Records from a data collection
=-=-=
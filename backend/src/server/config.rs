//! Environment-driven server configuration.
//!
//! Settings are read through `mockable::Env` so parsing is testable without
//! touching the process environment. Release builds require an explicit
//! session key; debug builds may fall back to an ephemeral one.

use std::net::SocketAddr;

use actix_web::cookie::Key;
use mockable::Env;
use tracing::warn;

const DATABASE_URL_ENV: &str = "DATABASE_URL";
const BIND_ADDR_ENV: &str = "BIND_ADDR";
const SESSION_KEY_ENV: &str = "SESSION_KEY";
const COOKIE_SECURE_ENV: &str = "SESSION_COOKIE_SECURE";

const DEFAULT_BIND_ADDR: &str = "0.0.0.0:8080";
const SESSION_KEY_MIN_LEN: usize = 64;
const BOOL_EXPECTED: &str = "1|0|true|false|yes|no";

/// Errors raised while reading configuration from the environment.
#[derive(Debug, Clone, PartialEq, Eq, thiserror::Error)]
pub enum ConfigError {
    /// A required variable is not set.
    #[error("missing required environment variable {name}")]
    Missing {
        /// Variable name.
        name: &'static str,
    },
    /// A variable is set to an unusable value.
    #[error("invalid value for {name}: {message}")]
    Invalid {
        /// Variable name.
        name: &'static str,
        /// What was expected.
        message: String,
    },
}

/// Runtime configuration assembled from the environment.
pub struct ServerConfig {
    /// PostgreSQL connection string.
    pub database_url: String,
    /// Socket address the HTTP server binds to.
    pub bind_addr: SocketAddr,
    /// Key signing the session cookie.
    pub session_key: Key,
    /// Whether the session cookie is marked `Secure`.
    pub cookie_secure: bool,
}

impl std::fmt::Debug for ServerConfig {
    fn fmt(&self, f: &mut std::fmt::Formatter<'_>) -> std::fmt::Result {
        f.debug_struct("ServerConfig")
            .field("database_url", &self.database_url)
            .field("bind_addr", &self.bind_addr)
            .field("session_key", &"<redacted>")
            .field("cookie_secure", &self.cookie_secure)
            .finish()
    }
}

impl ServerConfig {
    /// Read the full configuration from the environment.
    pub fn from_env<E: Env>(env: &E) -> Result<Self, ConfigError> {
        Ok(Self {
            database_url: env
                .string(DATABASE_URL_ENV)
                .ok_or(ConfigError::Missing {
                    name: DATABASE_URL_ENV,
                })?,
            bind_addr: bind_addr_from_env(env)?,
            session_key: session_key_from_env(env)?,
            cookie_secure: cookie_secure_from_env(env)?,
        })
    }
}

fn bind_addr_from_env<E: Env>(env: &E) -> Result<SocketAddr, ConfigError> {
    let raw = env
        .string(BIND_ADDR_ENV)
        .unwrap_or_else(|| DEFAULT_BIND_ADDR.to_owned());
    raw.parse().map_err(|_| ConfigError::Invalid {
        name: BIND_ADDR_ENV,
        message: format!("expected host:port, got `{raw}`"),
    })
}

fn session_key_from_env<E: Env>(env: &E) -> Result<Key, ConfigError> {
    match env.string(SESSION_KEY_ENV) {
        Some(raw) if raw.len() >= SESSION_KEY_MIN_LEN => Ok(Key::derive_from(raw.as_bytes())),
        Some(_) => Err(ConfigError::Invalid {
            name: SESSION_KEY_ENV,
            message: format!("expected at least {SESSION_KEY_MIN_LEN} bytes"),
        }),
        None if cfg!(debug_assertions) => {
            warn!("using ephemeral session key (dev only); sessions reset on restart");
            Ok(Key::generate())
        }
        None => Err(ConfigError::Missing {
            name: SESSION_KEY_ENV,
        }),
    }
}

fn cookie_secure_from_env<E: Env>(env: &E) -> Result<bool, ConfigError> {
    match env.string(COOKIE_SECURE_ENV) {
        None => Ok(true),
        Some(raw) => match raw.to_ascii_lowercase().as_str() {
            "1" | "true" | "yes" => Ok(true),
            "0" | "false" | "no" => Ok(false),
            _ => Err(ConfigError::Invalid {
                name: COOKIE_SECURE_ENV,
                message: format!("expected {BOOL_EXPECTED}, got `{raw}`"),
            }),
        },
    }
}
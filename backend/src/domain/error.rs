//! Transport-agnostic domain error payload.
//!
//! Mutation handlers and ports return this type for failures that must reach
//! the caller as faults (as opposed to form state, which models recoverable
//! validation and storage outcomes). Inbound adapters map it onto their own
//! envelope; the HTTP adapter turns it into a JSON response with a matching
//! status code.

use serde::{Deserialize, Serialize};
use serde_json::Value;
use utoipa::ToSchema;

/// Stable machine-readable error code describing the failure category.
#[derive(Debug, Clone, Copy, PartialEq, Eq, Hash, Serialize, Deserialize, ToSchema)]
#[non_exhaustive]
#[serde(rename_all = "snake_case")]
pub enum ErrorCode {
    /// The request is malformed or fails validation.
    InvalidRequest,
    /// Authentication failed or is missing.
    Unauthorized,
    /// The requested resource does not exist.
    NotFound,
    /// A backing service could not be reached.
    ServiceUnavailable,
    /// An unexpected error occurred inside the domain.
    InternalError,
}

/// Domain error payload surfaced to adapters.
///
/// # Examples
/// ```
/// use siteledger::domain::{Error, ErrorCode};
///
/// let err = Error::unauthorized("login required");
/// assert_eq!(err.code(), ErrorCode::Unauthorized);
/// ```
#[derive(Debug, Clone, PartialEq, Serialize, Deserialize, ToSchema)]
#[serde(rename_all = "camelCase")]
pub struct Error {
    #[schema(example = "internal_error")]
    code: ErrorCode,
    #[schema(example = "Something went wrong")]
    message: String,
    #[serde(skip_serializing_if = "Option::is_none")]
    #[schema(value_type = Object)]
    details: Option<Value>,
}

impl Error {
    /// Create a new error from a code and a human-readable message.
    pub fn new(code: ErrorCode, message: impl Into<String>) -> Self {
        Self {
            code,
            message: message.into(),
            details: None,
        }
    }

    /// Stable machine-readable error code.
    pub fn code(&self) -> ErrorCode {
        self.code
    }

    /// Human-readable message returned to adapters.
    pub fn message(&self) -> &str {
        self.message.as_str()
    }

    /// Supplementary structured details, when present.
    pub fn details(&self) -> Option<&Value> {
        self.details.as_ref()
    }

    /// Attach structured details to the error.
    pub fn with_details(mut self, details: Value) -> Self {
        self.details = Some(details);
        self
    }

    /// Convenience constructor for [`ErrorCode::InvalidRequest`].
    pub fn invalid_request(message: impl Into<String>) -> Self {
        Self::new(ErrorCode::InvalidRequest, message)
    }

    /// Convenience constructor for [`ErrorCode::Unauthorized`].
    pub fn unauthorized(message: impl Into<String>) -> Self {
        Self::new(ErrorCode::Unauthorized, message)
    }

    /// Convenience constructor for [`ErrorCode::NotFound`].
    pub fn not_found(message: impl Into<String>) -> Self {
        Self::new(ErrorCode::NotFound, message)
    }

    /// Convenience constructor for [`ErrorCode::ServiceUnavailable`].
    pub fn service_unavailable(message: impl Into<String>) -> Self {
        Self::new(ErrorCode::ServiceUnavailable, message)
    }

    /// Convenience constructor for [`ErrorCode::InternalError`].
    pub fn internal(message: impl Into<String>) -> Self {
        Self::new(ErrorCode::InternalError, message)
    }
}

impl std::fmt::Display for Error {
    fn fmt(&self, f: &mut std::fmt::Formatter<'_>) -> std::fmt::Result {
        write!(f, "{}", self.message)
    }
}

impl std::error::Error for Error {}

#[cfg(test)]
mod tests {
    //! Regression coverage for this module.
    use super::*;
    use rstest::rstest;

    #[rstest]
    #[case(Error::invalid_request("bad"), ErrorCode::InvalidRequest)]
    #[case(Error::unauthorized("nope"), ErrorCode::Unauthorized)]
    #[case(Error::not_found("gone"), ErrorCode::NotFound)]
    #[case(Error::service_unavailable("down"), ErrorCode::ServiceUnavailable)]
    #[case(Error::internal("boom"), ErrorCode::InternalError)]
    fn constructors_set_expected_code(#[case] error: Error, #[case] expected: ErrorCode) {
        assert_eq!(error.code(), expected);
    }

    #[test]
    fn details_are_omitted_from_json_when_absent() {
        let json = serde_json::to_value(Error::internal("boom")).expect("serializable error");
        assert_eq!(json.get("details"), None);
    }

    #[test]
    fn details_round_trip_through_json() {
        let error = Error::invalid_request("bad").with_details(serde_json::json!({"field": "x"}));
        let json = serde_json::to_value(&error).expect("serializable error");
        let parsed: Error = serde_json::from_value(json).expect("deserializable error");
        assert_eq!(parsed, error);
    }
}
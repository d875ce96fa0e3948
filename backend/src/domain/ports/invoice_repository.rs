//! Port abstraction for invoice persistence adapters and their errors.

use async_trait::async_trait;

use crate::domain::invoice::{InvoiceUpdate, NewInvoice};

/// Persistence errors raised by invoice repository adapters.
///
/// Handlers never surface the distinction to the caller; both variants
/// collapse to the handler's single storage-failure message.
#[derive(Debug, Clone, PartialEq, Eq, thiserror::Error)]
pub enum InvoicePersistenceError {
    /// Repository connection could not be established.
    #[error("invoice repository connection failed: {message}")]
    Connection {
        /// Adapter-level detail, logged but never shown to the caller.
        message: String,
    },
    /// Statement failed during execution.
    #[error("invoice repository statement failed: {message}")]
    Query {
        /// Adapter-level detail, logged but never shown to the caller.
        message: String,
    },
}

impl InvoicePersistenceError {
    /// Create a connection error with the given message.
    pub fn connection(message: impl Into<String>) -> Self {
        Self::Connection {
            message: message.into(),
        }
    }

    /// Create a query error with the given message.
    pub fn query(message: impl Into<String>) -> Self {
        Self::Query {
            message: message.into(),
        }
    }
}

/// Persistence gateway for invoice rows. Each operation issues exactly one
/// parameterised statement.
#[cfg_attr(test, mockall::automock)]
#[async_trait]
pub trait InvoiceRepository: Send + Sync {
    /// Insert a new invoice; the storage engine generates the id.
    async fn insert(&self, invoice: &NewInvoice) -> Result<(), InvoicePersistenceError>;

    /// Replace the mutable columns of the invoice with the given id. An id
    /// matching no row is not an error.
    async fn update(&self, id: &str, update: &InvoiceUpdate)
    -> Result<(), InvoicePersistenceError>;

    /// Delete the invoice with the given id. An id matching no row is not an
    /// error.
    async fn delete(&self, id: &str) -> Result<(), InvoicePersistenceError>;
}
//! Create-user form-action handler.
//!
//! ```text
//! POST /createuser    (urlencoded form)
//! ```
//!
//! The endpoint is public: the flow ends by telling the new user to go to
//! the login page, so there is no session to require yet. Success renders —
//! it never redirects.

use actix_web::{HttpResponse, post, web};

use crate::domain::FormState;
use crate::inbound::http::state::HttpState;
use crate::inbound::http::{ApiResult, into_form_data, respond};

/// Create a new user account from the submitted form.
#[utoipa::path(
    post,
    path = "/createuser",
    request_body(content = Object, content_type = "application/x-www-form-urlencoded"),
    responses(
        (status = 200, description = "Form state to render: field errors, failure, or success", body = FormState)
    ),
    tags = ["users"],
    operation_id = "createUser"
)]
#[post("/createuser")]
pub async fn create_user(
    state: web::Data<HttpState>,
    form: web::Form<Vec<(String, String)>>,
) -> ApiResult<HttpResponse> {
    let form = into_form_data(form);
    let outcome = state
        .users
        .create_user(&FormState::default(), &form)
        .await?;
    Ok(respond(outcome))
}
=-=-=
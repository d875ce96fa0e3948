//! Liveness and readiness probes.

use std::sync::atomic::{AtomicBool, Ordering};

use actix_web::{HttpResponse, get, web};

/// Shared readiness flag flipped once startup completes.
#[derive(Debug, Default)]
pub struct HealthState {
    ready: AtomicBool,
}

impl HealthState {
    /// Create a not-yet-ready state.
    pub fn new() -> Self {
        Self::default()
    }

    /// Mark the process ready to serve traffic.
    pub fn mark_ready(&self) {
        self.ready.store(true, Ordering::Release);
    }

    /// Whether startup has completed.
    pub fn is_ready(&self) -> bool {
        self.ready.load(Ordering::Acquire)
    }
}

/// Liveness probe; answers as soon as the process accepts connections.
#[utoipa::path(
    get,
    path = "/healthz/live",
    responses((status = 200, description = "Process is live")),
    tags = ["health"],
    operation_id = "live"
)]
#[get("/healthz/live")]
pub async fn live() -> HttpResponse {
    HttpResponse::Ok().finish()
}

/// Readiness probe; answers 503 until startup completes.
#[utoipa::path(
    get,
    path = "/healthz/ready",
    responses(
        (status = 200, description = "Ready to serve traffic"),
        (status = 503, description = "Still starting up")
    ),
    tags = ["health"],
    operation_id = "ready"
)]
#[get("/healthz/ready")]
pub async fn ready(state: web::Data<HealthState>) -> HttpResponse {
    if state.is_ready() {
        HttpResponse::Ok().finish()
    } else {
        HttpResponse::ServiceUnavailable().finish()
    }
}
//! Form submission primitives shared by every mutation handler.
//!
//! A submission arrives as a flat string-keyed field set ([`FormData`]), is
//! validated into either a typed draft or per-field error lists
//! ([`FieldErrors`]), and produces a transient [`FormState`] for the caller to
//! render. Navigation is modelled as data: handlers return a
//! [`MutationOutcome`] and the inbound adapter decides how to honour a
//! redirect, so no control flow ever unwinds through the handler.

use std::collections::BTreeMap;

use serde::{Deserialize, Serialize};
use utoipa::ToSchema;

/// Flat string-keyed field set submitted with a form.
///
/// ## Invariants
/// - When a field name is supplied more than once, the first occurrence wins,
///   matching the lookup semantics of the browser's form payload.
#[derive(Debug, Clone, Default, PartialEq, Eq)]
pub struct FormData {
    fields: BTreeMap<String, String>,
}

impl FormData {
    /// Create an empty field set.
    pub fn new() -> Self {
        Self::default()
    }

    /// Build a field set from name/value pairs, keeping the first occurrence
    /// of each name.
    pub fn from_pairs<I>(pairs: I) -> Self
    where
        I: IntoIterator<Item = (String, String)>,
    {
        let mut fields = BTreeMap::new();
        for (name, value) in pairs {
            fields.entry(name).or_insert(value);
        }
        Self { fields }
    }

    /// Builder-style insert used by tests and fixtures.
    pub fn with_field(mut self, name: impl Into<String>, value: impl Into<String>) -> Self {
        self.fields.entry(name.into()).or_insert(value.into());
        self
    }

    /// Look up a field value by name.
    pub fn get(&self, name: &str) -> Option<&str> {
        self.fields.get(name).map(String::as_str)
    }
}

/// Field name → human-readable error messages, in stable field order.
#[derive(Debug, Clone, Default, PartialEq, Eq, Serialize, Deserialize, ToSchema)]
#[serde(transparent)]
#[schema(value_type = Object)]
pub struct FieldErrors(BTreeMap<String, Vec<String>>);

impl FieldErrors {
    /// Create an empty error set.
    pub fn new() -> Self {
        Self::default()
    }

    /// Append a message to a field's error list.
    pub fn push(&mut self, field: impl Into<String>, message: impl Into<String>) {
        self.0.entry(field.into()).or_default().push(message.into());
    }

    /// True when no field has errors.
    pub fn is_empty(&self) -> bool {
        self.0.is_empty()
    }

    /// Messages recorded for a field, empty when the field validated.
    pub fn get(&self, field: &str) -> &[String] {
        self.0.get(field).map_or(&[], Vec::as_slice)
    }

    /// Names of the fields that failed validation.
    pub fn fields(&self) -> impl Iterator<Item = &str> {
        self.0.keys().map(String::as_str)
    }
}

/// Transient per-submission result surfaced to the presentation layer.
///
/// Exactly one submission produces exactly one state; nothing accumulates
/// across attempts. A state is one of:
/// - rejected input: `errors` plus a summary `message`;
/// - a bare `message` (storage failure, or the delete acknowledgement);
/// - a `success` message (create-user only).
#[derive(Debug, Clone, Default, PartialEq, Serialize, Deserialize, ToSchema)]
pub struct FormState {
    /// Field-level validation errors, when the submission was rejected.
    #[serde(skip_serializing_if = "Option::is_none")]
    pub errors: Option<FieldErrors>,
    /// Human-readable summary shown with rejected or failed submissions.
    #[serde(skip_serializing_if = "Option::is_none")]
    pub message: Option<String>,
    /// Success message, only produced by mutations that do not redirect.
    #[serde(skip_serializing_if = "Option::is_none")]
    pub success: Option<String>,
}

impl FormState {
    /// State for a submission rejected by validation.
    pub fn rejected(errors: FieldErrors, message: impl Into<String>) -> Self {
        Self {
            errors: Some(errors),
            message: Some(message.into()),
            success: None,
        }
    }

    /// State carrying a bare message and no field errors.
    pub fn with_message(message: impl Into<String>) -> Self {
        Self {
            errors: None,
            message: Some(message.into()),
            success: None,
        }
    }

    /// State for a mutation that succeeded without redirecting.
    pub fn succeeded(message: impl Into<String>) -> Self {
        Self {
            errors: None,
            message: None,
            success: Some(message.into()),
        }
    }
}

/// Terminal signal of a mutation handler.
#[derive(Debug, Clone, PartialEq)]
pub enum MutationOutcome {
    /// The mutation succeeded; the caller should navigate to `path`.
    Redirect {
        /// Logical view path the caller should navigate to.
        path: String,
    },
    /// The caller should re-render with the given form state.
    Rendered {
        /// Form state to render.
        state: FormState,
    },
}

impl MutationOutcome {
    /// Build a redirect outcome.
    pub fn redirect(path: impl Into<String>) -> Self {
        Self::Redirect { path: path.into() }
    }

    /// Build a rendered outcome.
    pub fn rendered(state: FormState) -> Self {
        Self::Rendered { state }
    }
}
=-=-=
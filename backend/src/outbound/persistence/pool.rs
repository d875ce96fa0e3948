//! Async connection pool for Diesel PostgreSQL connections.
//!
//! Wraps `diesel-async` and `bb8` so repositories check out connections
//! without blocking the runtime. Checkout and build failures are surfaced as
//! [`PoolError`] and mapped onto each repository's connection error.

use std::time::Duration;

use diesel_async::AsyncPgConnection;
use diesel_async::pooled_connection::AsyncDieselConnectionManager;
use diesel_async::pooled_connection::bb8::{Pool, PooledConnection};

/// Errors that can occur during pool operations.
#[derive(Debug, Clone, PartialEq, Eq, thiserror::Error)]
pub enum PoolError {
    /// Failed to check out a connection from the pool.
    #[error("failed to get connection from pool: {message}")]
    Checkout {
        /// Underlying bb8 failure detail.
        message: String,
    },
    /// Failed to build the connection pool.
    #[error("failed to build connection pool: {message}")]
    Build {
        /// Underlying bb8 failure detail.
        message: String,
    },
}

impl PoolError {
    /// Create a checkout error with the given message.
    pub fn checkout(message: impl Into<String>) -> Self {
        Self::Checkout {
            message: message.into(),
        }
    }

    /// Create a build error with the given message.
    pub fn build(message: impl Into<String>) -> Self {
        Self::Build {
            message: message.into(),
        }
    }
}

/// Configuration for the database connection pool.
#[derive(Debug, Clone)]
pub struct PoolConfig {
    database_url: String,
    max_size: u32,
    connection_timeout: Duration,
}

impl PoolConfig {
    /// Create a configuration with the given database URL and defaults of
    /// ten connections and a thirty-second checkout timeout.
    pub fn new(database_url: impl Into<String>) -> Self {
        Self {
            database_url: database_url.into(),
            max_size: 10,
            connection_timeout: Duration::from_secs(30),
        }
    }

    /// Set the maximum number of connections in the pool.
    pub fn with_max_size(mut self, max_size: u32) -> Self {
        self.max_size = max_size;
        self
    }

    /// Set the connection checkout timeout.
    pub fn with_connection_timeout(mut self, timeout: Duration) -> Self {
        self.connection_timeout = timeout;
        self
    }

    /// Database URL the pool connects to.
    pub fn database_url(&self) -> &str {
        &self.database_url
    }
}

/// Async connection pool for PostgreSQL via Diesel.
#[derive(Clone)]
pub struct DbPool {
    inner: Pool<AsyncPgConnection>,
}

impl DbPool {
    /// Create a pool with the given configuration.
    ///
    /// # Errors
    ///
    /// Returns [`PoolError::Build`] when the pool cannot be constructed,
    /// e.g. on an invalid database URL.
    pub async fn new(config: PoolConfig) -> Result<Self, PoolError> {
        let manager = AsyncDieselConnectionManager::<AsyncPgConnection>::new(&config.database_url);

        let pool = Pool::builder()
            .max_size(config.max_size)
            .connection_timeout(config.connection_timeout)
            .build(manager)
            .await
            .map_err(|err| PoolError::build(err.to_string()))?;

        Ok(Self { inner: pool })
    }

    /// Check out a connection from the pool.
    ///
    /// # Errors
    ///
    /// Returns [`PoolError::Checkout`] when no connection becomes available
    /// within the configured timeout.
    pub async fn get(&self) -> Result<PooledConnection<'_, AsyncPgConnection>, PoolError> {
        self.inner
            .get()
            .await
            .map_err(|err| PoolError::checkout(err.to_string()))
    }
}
=-=-=
WHAT THE TASK REQUIRES >> Using the entries above, repeat only the lines from the one containing "pub fn from_pairs<I>(pairs: I) -> Self" through the one containing "pub fn get(&self, name: &str)", end lines included.

EXERCISE RESPONSE >>
    pub fn from_pairs<I>(pairs: I) -> Self
    where
        I: IntoIterator<Item = (String, String)>,
    {
        let mut fields = BTreeMap::new();
        for (name, value) in pairs {
            fields.entry(name).or_insert(value);
        }
        Self { fields }
    }

    /// Builder-style insert used by tests and fixtures.
    pub fn with_field(mut self, name: impl Into<String>, value: impl Into<String>) -> Self {
        self.fields.entry(name.into()).or_insert(value.into());
        self
    }

    /// Look up a field value by name.
    pub fn get(&self, name: &str) -> Option<&str> {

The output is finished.